Internet Annoyance
This fresh year of 2009 is about to be soiled with the droppings of Internet Annoyance slogged throughout the collective lawn we all share.
Instead of turning off our Twitter feeds, closing our laptops, drowning our brains at a dive bar hoping that no Internetties come along to chit chat about their favourite Internet Annoyance, disabling our phones, setting up single day automatic vacation notices for our email, crossing the street such as to avoid even seeing Ritual Roasters, or merely closing our eyes and putting in ear plugs we have decided to protest on this Internet Annoyance Day (commonly referred to as “April Fool’s Day“).
This blog in addition to our Twitter feed @NetAnnoyDay will be used to fight the battle against the onslaught of Internet Annoyances. We hope to place a glaring red flag into each pile of excrement that will throughout the day litter our collective lawn that is the Internet.

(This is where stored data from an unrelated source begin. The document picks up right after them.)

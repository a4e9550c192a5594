//! Field normalization for raw spreadsheet rows.
//!
//! Every parser here is total: malformed input degrades to a sentinel
//! (`None` for dates, `PillarStatus::Unknown`, `Progress::NotApplicable`)
//! instead of rejecting the row.

use chrono::{Duration, NaiveDate};

use crate::models::{NormalizedRecord, PillarStatus, Progress, RawRecord, RawValue};

pub const NOT_REQUESTED: &str = "Não Solicitado";

pub fn normalize(records: &[RawRecord]) -> Vec<NormalizedRecord> {
    records.iter().map(normalize_record).collect()
}

pub fn normalize_record(raw: &RawRecord) -> NormalizedRecord {
    NormalizedRecord {
        name: text(raw.name.as_ref()),
        cpf: coerce_identifier(raw.cpf.as_ref()),
        course: text(raw.course.as_ref()),
        class: text(raw.class.as_ref()),
        enrollment_status: text(raw.enrollment_status.as_ref()),
        start_date: parse_date(raw.start_date.as_ref()),
        financial: normalize_status(raw.financial.as_ref()),
        evaluation: normalize_status(raw.evaluation.as_ref()),
        minimum_time: normalize_status(raw.minimum_time.as_ref()),
        documents: normalize_status(raw.documents.as_ref()),
        disciplines: text(raw.disciplines.as_ref()),
        discipline_progress: parse_ratio(raw.disciplines.as_ref()),
        charges: text(raw.charges.as_ref()),
        charge_progress: parse_ratio(raw.charges.as_ref()),
        digital_request_date: parse_date(raw.digital_request_date.as_ref()),
        digital_certificate_type: text(raw.digital_certificate_type.as_ref()),
        digital_certificate_status: text(raw.digital_certificate_status.as_ref()),
        printed_request_date: parse_date(raw.printed_request_date.as_ref()),
        printed_certificate_type: text(raw.printed_certificate_type.as_ref()),
        printed_certificate_status: text(raw.printed_certificate_status.as_ref()),
    }
}

/// Parses `YYYY-MM-DD` or `DD/MM/YYYY`.
///
/// The layout is picked by the length of the first token. Out-of-range
/// months and days roll over into the neighbouring month or year rather
/// than being rejected, so `2024-13-01` reads as 2025-01-01.
pub fn parse_date(value: Option<&RawValue>) -> Option<NaiveDate> {
    let text = value?.as_text()?;
    if text.is_empty() || text == NOT_REQUESTED {
        return None;
    }

    let parts: Vec<&str> = text.split(['-', '/']).collect();
    let [first, second, third] = parts.as_slice() else {
        return None;
    };

    let (year, month, day) = if first.len() == 4 {
        (*first, *second, *third)
    } else {
        (*third, *second, *first)
    };

    calendar_date(
        year.trim().parse().ok()?,
        month.trim().parse().ok()?,
        day.trim().parse().ok()?,
    )
}

fn calendar_date(year: i64, month: i64, day: i64) -> Option<NaiveDate> {
    let months = year.checked_mul(12)?.checked_add(month.checked_sub(1)?)?;
    let year = i32::try_from(months.div_euclid(12)).ok()?;
    let month = u32::try_from(months.rem_euclid(12) + 1).ok()?;
    let first_of_month = NaiveDate::from_ymd_opt(year, month, 1)?;
    first_of_month.checked_add_signed(Duration::try_days(day.checked_sub(1)?)?)
}

pub fn normalize_status(value: Option<&RawValue>) -> PillarStatus {
    let Some(text) = value.and_then(RawValue::as_text) else {
        return PillarStatus::Unknown;
    };

    match text.to_lowercase().as_str() {
        "ok" => PillarStatus::Complete,
        "x" => PillarStatus::Incomplete,
        _ => PillarStatus::Unknown,
    }
}

/// Turns a `"done/total"` string into a percentage. Not clamped: `12/10`
/// yields 120.
pub fn parse_ratio(value: Option<&RawValue>) -> Progress {
    let Some(text) = value.and_then(RawValue::as_text) else {
        return Progress::NotApplicable;
    };
    let Some((numerator, denominator)) = text.split_once('/') else {
        return Progress::NotApplicable;
    };
    if denominator.contains('/') {
        return Progress::NotApplicable;
    }

    match (leading_integer(numerator), leading_integer(denominator)) {
        (Some(_), Some(0)) | (None, _) | (_, None) => Progress::NotApplicable,
        (Some(numerator), Some(denominator)) => {
            Progress::Percent(numerator as f64 / denominator as f64 * 100.0)
        }
    }
}

// Leading digits only: " 8 aulas" reads as 8.
fn leading_integer(text: &str) -> Option<i64> {
    let text = text.trim_start();
    let (sign, rest) = match text.as_bytes().first() {
        Some(b'-') => (-1, &text[1..]),
        Some(b'+') => (1, &text[1..]),
        _ => (1, text),
    };
    let digits_end = rest
        .find(|c: char| !c.is_ascii_digit())
        .unwrap_or(rest.len());
    if digits_end == 0 {
        return None;
    }
    rest[..digits_end].parse::<i64>().ok().map(|value| sign * value)
}

pub fn coerce_identifier(value: Option<&RawValue>) -> Option<String> {
    value.map(ToString::to_string)
}

fn text(value: Option<&RawValue>) -> Option<String> {
    value.map(ToString::to_string).filter(|text| !text.is_empty())
}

Every year these attempts at corporate, and personal, comedy bring our collective internet experience to a grinding hault. The internet we wish to actually use is littered with nuggets of irritating annoyances that sucks the oil from the engine and causes the machine to seize up leaving us stranded not knowing whether to hitchhike, wade through the mud as we walk, or merely stuff our heads into a paper bag and wait for it all to just end.
You can help bring a stop to this:
As was posted on Laughing Squid, “Please remember to celebrate through abstinence.”
Like people who are tone deaf, but do not realize it, many geeks and marketroids think they are able to create comedy. Unless you have hired Woody Allen to be your ghost writer, you may want to reconsider. Internet Annoyance Day has become the de facto day in which people assume they must make attempts at comedy. To go back to the tone deaf singers, it is like the internet has become one large Karaoke bar with no exits. Singing poorly at a Karaoke bar can be good fun, but only when you have chosen that experience. We are stuck in this Karaoke bar when all we want to hear is the jukebox.
Pranks like those perpetuated on Internet Annoyance Day are generally based on the idea that they are unexpected. This has now become impossible. We are flooded with too many “jokes” such that our default response is now to expect an Internet Annoyance rather than factual, interesting, or otherwise useful tidbits. (Albeit some can be occasionally useless, but none-the-less fun nuggets of memedom.)
If you truly wish to grab hold of the spirit of April Fools’ Day, then pick a random day in the year and execute with wit. Please save this day from total Internet Annoyance and have a safe April 1st by practicing abstinence.